Action: Count how many you have of certain items. Then decide what is a reasonable amount for you to have of that item, in reality. How many pairs of shoes do you really want to have displayed? How many books? Once you have set a cap of how many, start to sort out these items into those you love, versus those you like, and those that have no meaning at all. The last pile is the first for you to discard.

 

Saving for the future use.  Items that you are keeping for a future rainy day need to be considered in a slightly different way. If you’ve changed jobs from a corporate job to one where casual attire is acceptable you may have a wardrobe full of clothes that occupy space, but are not longer in use. Some questions that may help with your thoughts and feelings around these items might include

Reflection: Do I love these items, or am I scared to get rid of them? Could someone else benefit from these items – a person at the beginning of their career? Will I, change my lifestyle again and go back to that lifestyle if I have a choice? If not, can I let ½ of these items go? Can I give myself one small storage box, a draw, something little that I can keep some of these items – just in case, but not the amount of space they have now?

Action: Count up how many of these items fit under this criterion. How much space in your home is dedicated to storing this space? Can you put a value to the cost of the storage space used to save these items. For example, you can use the following comparative assessment of space value provided by Cushman and Wakefield’s annual assessment of costs of offices around the world, we can make a brief calculation of the cost to store such items.

citycompare

For example, in Hong Kong, the cost of a draw could be calculated to be USD 7.40 per day, that’s USD 2700 a year.

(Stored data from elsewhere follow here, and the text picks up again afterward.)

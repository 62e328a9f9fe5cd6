use async_trait::async_trait;
use axum::{
    body::Body,
    http::{Request, StatusCode},
};
use chrono::Utc;
use std::sync::Arc;
use tower::ServiceExt;

use rago_catalog::cache::{DraftStore, KeyValueStore, MemoryStore, DRAFT_STORAGE_KEY};
use rago_catalog::config::environment::EnvironmentConfig;
use rago_catalog::create_router;
use rago_catalog::models::form_state::{FormField, MoveDirection};
use rago_catalog::models::vehicle::{Transmission, Vehicle, VehicleFormData};
use rago_catalog::repositories::VehicleRepository;
use rago_catalog::services::preview::{project_preview, PLACEHOLDER_MAKE};
use rago_catalog::services::vehicle_form::{FormMode, VehicleForm};
use rago_catalog::state::AppState;
use rago_catalog::utils::errors::{AppError, AppResult, FormError};
use rago_catalog::utils::image::PLACEHOLDER_IMAGE_URL;

fn drafts() -> (Arc<MemoryStore>, DraftStore) {
    let store = Arc::new(MemoryStore::new());
    (store.clone(), DraftStore::new(store))
}

fn listed_vehicle() -> Vehicle {
    Vehicle {
        id: 7,
        make: "Chevrolet".into(),
        model: "Onix".into(),
        year: 2021,
        price: 14_000_000,
        mileage: 30_000,
        engine: "1.2".into(),
        transmission: Transmission::Automatic,
        fuel_type: "Bioetanol".into(),
        description: "Service oficial".into(),
        images: vec!["https://cdn.test/onix.jpg".into()],
        created_at: Utc::now(),
    }
}

#[tokio::test]
async fn test_full_create_session() {
    let (store, drafts) = drafts();
    let mut form = VehicleForm::open(FormMode::Create, drafts.clone()).await;

    form.set_field(FormField::Make, "Renault").await.unwrap();
    form.set_field(FormField::Model, "Kwid").await.unwrap();
    form.set_field(FormField::Price, "$ 9.999.999").await.unwrap();
    form.update_image(0, "https://cdn.test/kwid-1.jpg").await.unwrap();
    form.add_image().await;
    form.update_image(1, "https://cdn.test/kwid-2.jpg").await.unwrap();
    assert!(form.move_image(1, MoveDirection::Up).await);

    // Cerrar sin enviar deja el borrador para la próxima apertura
    form.close();
    let mut form = VehicleForm::open(FormMode::Create, drafts).await;
    assert_eq!(form.state().price, "9999999");
    assert_eq!(form.state().images[0], "https://cdn.test/kwid-2.jpg");

    let mut submitted = None;
    form.submit(|payload| submitted = Some(payload)).await.unwrap();

    let payload = submitted.unwrap();
    assert_eq!(payload.id, None);
    assert_eq!(payload.price, 9_999_999);
    assert_eq!(payload.images.len(), 2);
    assert!(store.get(DRAFT_STORAGE_KEY).await.unwrap().is_none());
}

#[tokio::test]
async fn test_edit_session_never_touches_drafts() {
    let (store, drafts) = drafts();
    let mut create = VehicleForm::open(FormMode::Create, drafts.clone()).await;
    create.set_field(FormField::Make, "Borrador").await.unwrap();

    let mut edit = VehicleForm::open(FormMode::Edit(listed_vehicle()), drafts).await;
    assert!(store.is_empty());
    assert_eq!(edit.state().custom_fuel_type, "Bioetanol");
    assert!(edit.requires_custom_fuel());

    edit.set_field(FormField::Mileage, "31.500").await.unwrap();
    assert!(store.is_empty());

    let mut submitted = None;
    edit.submit(|payload| submitted = Some(payload)).await.unwrap();
    let payload = submitted.unwrap();
    assert_eq!(payload.id, Some(7));
    assert_eq!(payload.mileage, 31_500);
    assert_eq!(payload.fuel_type, "Bioetanol");
}

#[tokio::test]
async fn test_custom_fuel_must_be_filled() {
    let (_, drafts) = drafts();
    let mut form = VehicleForm::open(FormMode::Create, drafts).await;
    form.update_image(0, "https://cdn.test/a.jpg").await.unwrap();
    form.set_field(FormField::FuelType, "Otro").await.unwrap();
    form.set_field(FormField::CustomFuelType, "   ").await.unwrap();

    let mut called = false;
    let result = form.submit(|_| called = true).await;
    assert_eq!(result, Err(FormError::MissingCustomFuelType));
    assert!(!called);
    assert_eq!(form.state().custom_fuel_type, "   ");
}

#[tokio::test]
async fn test_preview_of_blank_form_is_total() {
    let (_, drafts) = drafts();
    let form = VehicleForm::open(FormMode::Create, drafts).await;
    let preview = form.preview();

    assert_eq!(preview.make, PLACEHOLDER_MAKE);
    assert_eq!(preview.images, vec![PLACEHOLDER_IMAGE_URL.to_string()]);
    assert_eq!(preview.price, 0);

    let again = project_preview(form.state(), None);
    assert_eq!(again.make, preview.make);
}

#[tokio::test]
async fn test_corrupt_draft_opens_fresh_form() {
    let (store, drafts) = drafts();
    store.set(DRAFT_STORAGE_KEY, "{not json").await.unwrap();

    let form = VehicleForm::open(FormMode::Create, drafts).await;
    assert_eq!(form.state().make, "");
    assert_eq!(form.state().images, vec![String::new()]);
}

struct UnavailableRepository;

#[async_trait]
impl VehicleRepository for UnavailableRepository {
    async fn list(&self) -> AppResult<Vec<Vehicle>> {
        Ok(Vec::new())
    }

    async fn find_by_id(&self, _id: i64) -> AppResult<Option<Vehicle>> {
        Ok(None)
    }

    async fn create(&self, _data: VehicleFormData) -> AppResult<Vehicle> {
        Err(AppError::ExternalApi("connection refused".into()))
    }

    async fn update(&self, _id: i64, _data: VehicleFormData) -> AppResult<Vehicle> {
        Err(AppError::ExternalApi("connection refused".into()))
    }

    async fn delete(&self, _id: i64) -> AppResult<()> {
        Err(AppError::ExternalApi("connection refused".into()))
    }
}

#[tokio::test]
async fn test_failed_save_keeps_draft() {
    let (store, drafts) = drafts();
    let state = AppState::new(EnvironmentConfig::default(), Arc::new(UnavailableRepository), drafts.clone());
    let app = create_router(state);

    let mut form = VehicleForm::open(FormMode::Create, drafts).await;
    form.set_field(FormField::Make, "Nissan").await.unwrap();
    form.update_image(0, "https://cdn.test/frontier.jpg").await.unwrap();

    let body = serde_json::json!({ "state": form.state() });
    let request = Request::builder()
        .method("POST")
        .uri("/api/form/submit")
        .header("content-type", "application/json")
        .body(Body::from(body.to_string()))
        .unwrap();

    let response = app.oneshot(request).await.unwrap();
    assert_eq!(response.status(), StatusCode::BAD_GATEWAY);

    let bytes = axum::body::to_bytes(response.into_body(), usize::MAX).await.unwrap();
    let error: serde_json::Value = serde_json::from_slice(&bytes).unwrap();
    assert_eq!(error["message"], "No se pudo guardar el vehículo. Intenta de nuevo.");

    assert!(store.get(DRAFT_STORAGE_KEY).await.unwrap().is_some());
}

Once you put a monetary value to storage, you can potentially force a relative value assessment. If it costs you (virtually) this much to save these clothes (or other items) does this change your perception of their value. Decide on a small storage you are willing to dedicate to maintain these items and prioritise what you love, what you like, from what simply fills space. Recycle those clothes or items that are not your favourites.

 

Feeling out of control, and not willing to let others help.  Do you feel embarrassed about your space? Have others offered to help you, but you reject their offers due to embarrassment? You can use this embarrassment to your advantage. If you feel out of control or ashamed about your stuff these reflections may help.

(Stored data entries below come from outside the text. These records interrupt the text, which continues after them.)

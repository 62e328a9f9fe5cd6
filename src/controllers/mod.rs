pub mod form_controller;
pub mod vehicle_controller;
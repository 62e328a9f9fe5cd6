//! Borradores del formulario de alta
//!
//! Una única clave fija guarda el `FormState` serializado de un vehículo nuevo.
//! Toda falla de lectura o escritura se registra y se trata como "sin borrador":
//! el formulario nunca deja de abrirse por culpa del store. Cada operación
//! tiene un plazo; un store que no responde cuenta como falla.

use std::future::Future;
use std::sync::Arc;
use std::time::Duration;
use tracing::{debug, warn};

use super::store::{KeyValueStore, StoreError};
use crate::models::form_state::FormState;

/// Clave fija del borrador de alta
pub const DRAFT_STORAGE_KEY: &str = "rago-new-vehicle-draft";

/// Plazo por operación sobre el store
pub const DEFAULT_DRAFT_TIMEOUT: Duration = Duration::from_millis(500);

#[derive(Clone)]
pub struct DraftStore {
    store: Arc<dyn KeyValueStore>,
    timeout: Duration,
}

impl DraftStore {
    pub fn new(store: Arc<dyn KeyValueStore>) -> Self {
        Self {
            store,
            timeout: DEFAULT_DRAFT_TIMEOUT,
        }
    }

    pub fn with_timeout(mut self, timeout: Duration) -> Self {
        self.timeout = timeout;
        self
    }

    async fn bounded<T>(&self, operation: impl Future<Output = Result<T, StoreError>>) -> Result<T, StoreError> {
        tokio::time::timeout(self.timeout, operation)
            .await
            .map_err(|_| StoreError::Unavailable(format!("sin respuesta en {:?}", self.timeout)))?
    }

    /// Leer el borrador pendiente, si hay uno legible
    pub async fn load(&self) -> Option<FormState> {
        let raw = match self.bounded(self.store.get(DRAFT_STORAGE_KEY)).await {
            Ok(Some(raw)) => raw,
            Ok(None) => {
                debug!("📭 Sin borrador guardado");
                return None;
            }
            Err(e) => {
                warn!("⚠️ No se pudo leer el borrador: {}", e);
                return None;
            }
        };

        match serde_json::from_str::<FormState>(&raw) {
            Ok(state) => {
                debug!("📥 Borrador recuperado");
                Some(state.sanitized())
            }
            Err(e) => {
                warn!("⚠️ Borrador corrupto, se ignora: {}", e);
                None
            }
        }
    }

    /// Guardar el borrador (best-effort)
    pub async fn save(&self, state: &FormState) {
        let serialized = match serde_json::to_string(state) {
            Ok(serialized) => serialized,
            Err(e) => {
                warn!("⚠️ No se pudo serializar el borrador: {}", e);
                return;
            }
        };

        match self.bounded(self.store.set(DRAFT_STORAGE_KEY, &serialized)).await {
            Ok(()) => debug!("💾 Borrador guardado"),
            Err(e) => warn!("⚠️ No se pudo guardar el borrador: {}", e),
        }
    }

    /// Descartar el borrador (best-effort)
    pub async fn clear(&self) {
        match self.bounded(self.store.remove(DRAFT_STORAGE_KEY)).await {
            Ok(()) => debug!("🗑️ Borrador descartado"),
            Err(e) => warn!("⚠️ No se pudo descartar el borrador: {}", e),
        }
    }
}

Reflection: What is the shame of having too much stuff? What do you think it says about you? What do you worry that other people might think of you? Is this true? How do you determine your value in life, how could your space reflect those values? Does having too much stuff fit with your perception and values that you hold for yourself? How can you work towards accepting yourself, with too much stuff, as well as without too much stuff?

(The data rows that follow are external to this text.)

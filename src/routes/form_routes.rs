use axum::{
    extract::State,
    routing::{post, put},
    Json, Router,
};

use crate::controllers::form_controller::FormController;
use crate::dto::form_dto::{
    FormActionRequest, FormSnapshot, FormStateRequest, OpenFormRequest, PreviewRequest, PreviewResponse,
};
use crate::dto::vehicle_dto::ApiResponse;
use crate::models::vehicle::Vehicle;
use crate::state::AppState;
use crate::utils::errors::AppError;

pub fn create_form_router() -> Router<AppState> {
    Router::new()
        .route("/open", post(open_form))
        .route("/draft", put(save_draft))
        .route("/action", post(apply_action))
        .route("/preview", post(preview))
        .route("/submit", post(submit))
}

fn controller(state: &AppState) -> FormController {
    FormController::new(state.vehicles.clone(), state.drafts.clone(), &state.config.contact_phone)
}

async fn open_form(
    State(state): State<AppState>,
    Json(request): Json<OpenFormRequest>,
) -> Result<Json<FormSnapshot>, AppError> {
    let response = controller(&state).open(request.vehicle_id).await?;
    Ok(Json(response))
}

async fn save_draft(
    State(state): State<AppState>,
    Json(request): Json<FormStateRequest>,
) -> Result<Json<FormSnapshot>, AppError> {
    let response = controller(&state).save_draft(request.state).await?;
    Ok(Json(response))
}

async fn apply_action(
    State(state): State<AppState>,
    Json(request): Json<FormActionRequest>,
) -> Result<Json<FormSnapshot>, AppError> {
    let response = controller(&state).apply(request.state, request.action).await?;
    Ok(Json(response))
}

async fn preview(
    State(state): State<AppState>,
    Json(request): Json<PreviewRequest>,
) -> Result<Json<PreviewResponse>, AppError> {
    let response = controller(&state).preview(request.state, request.mode).await?;
    Ok(Json(response))
}

async fn submit(
    State(state): State<AppState>,
    Json(request): Json<FormStateRequest>,
) -> Result<Json<ApiResponse<Vehicle>>, AppError> {
    let response = controller(&state).submit(request.state).await?;
    Ok(Json(response))
}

Action: Use your embarrassment as a motivator. Tell your friends that you are working on eliminating clutter and would like their support. Define the support you might like. Perhaps you’d rather discuss what you can do with items rather than have physical support. Perhaps you can agree to invite friends over for an “after the clutter” celebration once you have some spaces sorted. Friends who use your clutter and stuffocation to judge you, may need to be told that their assessment of you hurts your feelings and makes it harder for you to start the process, even though you acknowledge that they want to help. Set yourself your deadline. Get going.

 

The joy of shopping and collecting – Sometimes we gain too much stuff because we like the process of acquisition too much. Is it possible you are addicted to buying more things, even when you don’t need them? If so, you might benefit from reading our blog on FOMO as this might be part of the issue. [Whilst there may be pleasure in shopping, and it may not greatly impact your financial situation, acquiring stuff as an activity is worth thinking about.  https://reddoor.hk/2017/04/25/fomo-read-this-now/

Reflections: What is it about shopping or acquiring items that brings you joy? Is there any other elements in your life, such as creativity or health, that could replace this activity in a more constructive manner? Do you shop to “keep up appearances”, and if so, what does it mean if you cannot achieve this goal? Are you worth less as a person?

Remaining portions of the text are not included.